● **The task**
If a line in the data below includes the string "Deserialize", please return a copy of it.

[Stored data]
* * * * * * * * *

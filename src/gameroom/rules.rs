use crate::COUNTDOWN;
use crate::POINTS_TO_WIN;
use crate::Points;
use crate::Seconds;
use serde::Deserialize;
use serde::Serialize;

/// Which classified gesture a round keeps when the player changes hands
/// mid-countdown.
#[derive(Debug, Clone, Copy, Default, PartialEq, Eq, Hash, Serialize, Deserialize)]
#[serde(rename_all = "snake_case")]
pub enum Commit {
    /// Every recognized gesture replaces the previous one until the round freezes.
    #[default]
    Latest,
    /// The first recognized gesture sticks for the rest of the round.
    First,
}

impl TryFrom<&str> for Commit {
    type Error = String;
    fn try_from(s: &str) -> Result<Self, Self::Error> {
        match s.trim().to_ascii_lowercase().as_str() {
            "latest" | "last" => Ok(Self::Latest),
            "first" => Ok(Self::First),
            _ => Err(format!("unknown commit policy: {}", s)),
        }
    }
}

impl std::fmt::Display for Commit {
    fn fmt(&self, f: &mut std::fmt::Formatter) -> std::fmt::Result {
        match self {
            Self::Latest => write!(f, "latest"),
            Self::First => write!(f, "first"),
        }
    }
}

/// Match rules fixed for the lifetime of a room.
#[derive(Debug, Clone, Copy, PartialEq, Eq, Serialize, Deserialize)]
#[serde(default)]
pub struct Rules {
    pub points_to_win: Points,
    pub countdown: Seconds,
    pub commit: Commit,
}

impl Default for Rules {
    fn default() -> Self {
        Self {
            points_to_win: POINTS_TO_WIN,
            countdown: COUNTDOWN,
            commit: Commit::default(),
        }
    }
}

* * * * * * * * *

● **Output for this exercise**
use serde::Deserialize;
#[derive(Debug, Clone, Copy, Default, PartialEq, Eq, Hash, Serialize, Deserialize)]
#[derive(Debug, Clone, Copy, PartialEq, Eq, Serialize, Deserialize)]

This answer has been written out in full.